=== Problem statement ===
Copy out every line of the records in which "format" can be found.

=== Data provided ===
===
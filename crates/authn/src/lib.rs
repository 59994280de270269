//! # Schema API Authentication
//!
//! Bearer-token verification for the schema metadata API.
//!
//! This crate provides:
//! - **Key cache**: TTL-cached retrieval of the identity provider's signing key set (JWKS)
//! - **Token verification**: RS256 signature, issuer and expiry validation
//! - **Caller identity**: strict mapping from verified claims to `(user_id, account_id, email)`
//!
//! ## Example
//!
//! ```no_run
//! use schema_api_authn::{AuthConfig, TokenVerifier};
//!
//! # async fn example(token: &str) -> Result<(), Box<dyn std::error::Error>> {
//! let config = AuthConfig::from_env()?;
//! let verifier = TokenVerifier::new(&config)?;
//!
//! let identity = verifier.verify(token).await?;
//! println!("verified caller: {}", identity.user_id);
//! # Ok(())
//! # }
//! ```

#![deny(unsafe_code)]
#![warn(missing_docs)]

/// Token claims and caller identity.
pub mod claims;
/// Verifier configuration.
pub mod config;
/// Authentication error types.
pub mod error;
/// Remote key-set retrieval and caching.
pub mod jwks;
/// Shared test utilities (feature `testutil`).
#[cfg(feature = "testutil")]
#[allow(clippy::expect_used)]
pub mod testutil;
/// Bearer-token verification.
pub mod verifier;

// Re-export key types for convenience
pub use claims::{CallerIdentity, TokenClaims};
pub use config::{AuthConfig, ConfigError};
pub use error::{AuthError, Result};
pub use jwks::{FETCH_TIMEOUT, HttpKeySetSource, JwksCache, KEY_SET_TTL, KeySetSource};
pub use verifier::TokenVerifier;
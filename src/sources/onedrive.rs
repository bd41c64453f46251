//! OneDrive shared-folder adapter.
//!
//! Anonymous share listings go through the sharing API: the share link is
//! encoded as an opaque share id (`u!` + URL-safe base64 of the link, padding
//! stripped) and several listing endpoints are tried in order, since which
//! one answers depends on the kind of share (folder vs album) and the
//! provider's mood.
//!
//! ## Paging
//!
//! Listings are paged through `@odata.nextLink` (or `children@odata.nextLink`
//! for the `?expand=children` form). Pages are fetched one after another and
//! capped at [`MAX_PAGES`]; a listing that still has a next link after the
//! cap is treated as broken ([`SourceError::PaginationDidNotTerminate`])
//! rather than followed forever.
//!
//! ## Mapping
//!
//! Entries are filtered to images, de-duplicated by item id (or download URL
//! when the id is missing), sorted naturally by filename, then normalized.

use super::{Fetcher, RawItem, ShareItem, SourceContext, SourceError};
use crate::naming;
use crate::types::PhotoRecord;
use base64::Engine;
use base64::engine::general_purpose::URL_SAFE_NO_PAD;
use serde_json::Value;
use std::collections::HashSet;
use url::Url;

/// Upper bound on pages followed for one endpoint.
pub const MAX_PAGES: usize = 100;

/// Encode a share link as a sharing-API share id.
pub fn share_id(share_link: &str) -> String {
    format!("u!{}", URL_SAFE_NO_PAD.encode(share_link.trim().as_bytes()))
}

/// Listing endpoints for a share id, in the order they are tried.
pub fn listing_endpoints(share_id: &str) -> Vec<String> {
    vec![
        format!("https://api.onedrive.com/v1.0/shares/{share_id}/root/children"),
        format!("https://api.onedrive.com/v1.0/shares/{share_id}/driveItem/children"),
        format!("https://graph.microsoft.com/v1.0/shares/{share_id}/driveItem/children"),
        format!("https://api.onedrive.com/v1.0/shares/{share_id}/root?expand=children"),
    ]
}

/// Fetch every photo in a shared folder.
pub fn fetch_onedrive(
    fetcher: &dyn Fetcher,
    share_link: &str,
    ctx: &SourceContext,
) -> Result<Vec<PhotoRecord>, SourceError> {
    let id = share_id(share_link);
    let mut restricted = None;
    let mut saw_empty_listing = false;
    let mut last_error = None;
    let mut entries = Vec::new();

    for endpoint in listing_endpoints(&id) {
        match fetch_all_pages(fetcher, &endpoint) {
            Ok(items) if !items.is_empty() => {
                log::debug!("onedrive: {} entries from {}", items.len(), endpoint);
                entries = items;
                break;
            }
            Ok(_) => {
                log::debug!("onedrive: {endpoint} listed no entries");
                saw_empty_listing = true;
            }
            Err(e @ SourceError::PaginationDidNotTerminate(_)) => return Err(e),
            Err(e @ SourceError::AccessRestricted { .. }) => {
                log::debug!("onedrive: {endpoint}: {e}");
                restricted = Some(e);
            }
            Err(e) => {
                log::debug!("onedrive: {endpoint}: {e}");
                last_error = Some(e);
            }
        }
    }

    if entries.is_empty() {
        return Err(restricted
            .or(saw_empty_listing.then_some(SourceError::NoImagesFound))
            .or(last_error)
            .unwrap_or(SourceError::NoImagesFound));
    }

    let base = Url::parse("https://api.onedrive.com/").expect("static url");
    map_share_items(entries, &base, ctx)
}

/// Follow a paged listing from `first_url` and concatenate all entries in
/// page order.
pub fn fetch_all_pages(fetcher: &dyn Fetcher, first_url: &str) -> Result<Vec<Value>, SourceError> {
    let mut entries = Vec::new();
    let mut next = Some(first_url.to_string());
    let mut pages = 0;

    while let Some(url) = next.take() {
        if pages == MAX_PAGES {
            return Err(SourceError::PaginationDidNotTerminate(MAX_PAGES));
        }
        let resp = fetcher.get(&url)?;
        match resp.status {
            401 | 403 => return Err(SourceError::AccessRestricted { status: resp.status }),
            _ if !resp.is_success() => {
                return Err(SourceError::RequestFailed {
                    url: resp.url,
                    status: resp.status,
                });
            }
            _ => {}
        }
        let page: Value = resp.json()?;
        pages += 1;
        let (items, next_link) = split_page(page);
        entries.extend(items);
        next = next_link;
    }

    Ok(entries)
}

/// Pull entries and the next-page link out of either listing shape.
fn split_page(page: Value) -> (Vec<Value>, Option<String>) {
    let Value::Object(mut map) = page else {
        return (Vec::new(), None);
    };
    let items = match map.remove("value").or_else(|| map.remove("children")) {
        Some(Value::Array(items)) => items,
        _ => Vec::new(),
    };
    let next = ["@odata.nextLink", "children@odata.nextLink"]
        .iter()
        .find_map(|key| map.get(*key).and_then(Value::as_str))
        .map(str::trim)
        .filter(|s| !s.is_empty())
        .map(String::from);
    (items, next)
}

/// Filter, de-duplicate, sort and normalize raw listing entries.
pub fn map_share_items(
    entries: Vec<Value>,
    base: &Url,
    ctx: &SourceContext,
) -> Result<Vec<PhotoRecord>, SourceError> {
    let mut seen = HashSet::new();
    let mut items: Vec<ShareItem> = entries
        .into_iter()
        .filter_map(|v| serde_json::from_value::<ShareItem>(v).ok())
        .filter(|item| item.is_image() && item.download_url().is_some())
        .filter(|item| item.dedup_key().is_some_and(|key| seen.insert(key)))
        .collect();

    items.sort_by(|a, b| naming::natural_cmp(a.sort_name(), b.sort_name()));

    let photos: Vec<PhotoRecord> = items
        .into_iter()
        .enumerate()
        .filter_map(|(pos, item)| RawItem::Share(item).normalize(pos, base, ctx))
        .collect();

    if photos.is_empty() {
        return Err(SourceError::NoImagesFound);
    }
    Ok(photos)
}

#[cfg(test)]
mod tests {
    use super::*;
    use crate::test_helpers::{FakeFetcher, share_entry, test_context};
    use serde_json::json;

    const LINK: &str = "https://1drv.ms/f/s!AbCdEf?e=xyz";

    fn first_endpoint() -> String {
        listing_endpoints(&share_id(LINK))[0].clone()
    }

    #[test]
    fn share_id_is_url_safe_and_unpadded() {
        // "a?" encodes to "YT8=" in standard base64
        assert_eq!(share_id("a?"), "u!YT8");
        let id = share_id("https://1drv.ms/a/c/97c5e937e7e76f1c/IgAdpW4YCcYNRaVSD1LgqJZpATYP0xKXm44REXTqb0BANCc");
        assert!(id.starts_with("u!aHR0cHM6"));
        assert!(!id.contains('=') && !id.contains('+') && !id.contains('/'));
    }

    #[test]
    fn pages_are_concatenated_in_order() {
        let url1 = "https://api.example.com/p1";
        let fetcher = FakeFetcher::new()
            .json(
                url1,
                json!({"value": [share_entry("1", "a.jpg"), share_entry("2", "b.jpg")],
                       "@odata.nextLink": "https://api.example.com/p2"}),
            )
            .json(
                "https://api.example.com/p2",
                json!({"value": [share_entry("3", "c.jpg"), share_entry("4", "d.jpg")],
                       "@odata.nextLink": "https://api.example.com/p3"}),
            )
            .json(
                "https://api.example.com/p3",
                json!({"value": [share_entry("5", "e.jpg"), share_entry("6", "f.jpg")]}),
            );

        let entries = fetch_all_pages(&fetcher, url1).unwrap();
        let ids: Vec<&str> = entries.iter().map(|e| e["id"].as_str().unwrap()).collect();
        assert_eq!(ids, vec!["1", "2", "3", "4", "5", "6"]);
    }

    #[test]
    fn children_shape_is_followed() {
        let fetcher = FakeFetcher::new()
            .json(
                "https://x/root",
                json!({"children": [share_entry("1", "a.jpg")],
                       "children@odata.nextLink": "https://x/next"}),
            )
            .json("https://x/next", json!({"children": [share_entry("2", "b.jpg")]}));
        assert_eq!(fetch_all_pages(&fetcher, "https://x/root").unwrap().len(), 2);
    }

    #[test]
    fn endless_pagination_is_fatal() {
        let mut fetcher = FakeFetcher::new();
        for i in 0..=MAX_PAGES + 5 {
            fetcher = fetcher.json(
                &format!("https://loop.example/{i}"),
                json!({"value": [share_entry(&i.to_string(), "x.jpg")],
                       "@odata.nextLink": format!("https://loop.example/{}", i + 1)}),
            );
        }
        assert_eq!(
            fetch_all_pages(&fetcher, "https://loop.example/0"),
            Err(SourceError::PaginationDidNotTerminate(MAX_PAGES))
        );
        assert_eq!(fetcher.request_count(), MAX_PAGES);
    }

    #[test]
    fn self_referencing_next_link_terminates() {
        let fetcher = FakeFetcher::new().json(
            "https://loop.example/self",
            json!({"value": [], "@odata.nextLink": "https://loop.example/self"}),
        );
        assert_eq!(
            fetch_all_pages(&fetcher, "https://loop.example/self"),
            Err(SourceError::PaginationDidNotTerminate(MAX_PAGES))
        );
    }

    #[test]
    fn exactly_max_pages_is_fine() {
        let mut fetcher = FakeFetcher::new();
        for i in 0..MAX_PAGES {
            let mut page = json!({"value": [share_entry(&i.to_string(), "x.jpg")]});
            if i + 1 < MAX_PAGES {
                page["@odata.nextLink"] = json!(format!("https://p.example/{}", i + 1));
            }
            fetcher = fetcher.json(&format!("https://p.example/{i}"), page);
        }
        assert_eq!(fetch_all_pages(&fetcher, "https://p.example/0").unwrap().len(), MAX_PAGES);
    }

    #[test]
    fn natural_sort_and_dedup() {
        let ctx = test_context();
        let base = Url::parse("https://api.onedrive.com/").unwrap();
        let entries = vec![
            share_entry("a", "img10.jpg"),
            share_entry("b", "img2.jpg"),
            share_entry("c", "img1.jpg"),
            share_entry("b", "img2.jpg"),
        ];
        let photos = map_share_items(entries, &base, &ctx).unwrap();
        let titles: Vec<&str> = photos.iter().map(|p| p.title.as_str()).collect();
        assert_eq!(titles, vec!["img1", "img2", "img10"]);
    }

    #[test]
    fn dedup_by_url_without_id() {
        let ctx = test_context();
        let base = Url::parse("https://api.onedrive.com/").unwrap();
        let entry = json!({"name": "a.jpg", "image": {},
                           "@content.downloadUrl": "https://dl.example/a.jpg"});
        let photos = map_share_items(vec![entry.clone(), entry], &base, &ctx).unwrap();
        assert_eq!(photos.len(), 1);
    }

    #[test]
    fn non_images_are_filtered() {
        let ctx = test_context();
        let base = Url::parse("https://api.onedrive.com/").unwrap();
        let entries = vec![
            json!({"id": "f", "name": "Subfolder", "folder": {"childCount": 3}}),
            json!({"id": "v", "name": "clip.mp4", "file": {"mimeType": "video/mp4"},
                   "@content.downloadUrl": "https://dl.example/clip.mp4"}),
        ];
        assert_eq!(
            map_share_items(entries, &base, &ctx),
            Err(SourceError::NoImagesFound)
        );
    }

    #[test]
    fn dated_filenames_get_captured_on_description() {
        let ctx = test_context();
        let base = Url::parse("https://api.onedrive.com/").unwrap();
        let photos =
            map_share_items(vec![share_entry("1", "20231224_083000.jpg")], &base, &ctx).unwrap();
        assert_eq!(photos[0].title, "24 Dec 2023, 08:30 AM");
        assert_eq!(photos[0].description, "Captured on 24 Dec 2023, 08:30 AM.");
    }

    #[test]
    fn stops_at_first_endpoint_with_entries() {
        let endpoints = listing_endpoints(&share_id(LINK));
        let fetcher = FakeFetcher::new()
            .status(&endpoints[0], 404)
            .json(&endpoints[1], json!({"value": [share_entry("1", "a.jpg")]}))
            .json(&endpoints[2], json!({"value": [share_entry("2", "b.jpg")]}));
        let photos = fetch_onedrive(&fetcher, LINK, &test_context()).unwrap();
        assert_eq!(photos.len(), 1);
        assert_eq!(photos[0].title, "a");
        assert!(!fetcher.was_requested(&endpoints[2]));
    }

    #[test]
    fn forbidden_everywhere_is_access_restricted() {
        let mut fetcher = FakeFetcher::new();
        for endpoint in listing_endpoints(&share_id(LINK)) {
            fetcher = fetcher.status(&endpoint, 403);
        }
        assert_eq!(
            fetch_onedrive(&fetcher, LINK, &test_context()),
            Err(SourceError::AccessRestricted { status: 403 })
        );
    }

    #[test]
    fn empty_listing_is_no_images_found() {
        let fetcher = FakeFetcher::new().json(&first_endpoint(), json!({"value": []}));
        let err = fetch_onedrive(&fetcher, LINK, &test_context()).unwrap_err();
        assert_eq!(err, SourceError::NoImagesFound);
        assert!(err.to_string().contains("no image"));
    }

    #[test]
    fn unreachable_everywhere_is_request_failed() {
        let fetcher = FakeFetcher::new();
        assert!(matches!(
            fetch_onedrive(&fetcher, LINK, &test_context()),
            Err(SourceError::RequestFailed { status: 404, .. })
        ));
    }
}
===
=== Problem solution ===
    format!("u!{}", URL_SAFE_NO_PAD.encode(share_link.trim().as_bytes()))
        format!("https://api.onedrive.com/v1.0/shares/{share_id}/root/children"),
        format!("https://api.onedrive.com/v1.0/shares/{share_id}/driveItem/children"),
        format!("https://graph.microsoft.com/v1.0/shares/{share_id}/driveItem/children"),
        format!("https://api.onedrive.com/v1.0/shares/{share_id}/root?expand=children"),
                &format!("https://loop.example/{i}"),
                       "@odata.nextLink": format!("https://loop.example/{}", i + 1)}),
                page["@odata.nextLink"] = json!(format!("https://p.example/{}", i + 1));
            fetcher = fetcher.json(&format!("https://p.example/{i}"), page);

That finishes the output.